> _Extracted data_
+ + + + +

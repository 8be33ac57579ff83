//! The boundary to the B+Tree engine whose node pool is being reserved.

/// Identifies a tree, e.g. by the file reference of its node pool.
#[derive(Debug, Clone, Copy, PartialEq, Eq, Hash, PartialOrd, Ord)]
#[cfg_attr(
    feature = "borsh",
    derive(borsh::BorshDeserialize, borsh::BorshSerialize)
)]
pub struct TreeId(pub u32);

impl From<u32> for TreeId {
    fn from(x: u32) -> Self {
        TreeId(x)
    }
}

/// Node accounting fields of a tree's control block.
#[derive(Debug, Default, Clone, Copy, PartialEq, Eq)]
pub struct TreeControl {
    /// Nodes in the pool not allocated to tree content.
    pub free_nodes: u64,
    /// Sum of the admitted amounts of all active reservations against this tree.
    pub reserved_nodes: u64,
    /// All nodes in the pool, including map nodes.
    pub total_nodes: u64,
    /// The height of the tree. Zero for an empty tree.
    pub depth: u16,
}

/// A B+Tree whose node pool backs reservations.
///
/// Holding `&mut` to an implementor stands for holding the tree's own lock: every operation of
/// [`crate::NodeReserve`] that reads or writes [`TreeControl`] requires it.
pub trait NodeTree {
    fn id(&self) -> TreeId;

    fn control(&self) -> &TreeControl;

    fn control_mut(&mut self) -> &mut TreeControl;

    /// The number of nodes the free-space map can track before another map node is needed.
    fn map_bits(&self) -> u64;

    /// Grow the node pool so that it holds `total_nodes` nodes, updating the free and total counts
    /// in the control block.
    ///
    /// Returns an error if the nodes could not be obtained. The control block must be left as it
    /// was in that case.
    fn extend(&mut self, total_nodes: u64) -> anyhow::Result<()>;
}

+ + + + +

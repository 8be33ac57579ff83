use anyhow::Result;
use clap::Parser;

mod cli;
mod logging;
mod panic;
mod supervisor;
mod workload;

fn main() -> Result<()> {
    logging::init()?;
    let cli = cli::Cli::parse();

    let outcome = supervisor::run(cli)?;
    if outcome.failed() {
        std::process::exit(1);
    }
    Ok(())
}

+ + + + +

> _Task prompt_
Across the listing above, count the lines that contain the string "whose" and report the figure alone.

> _Task output_
2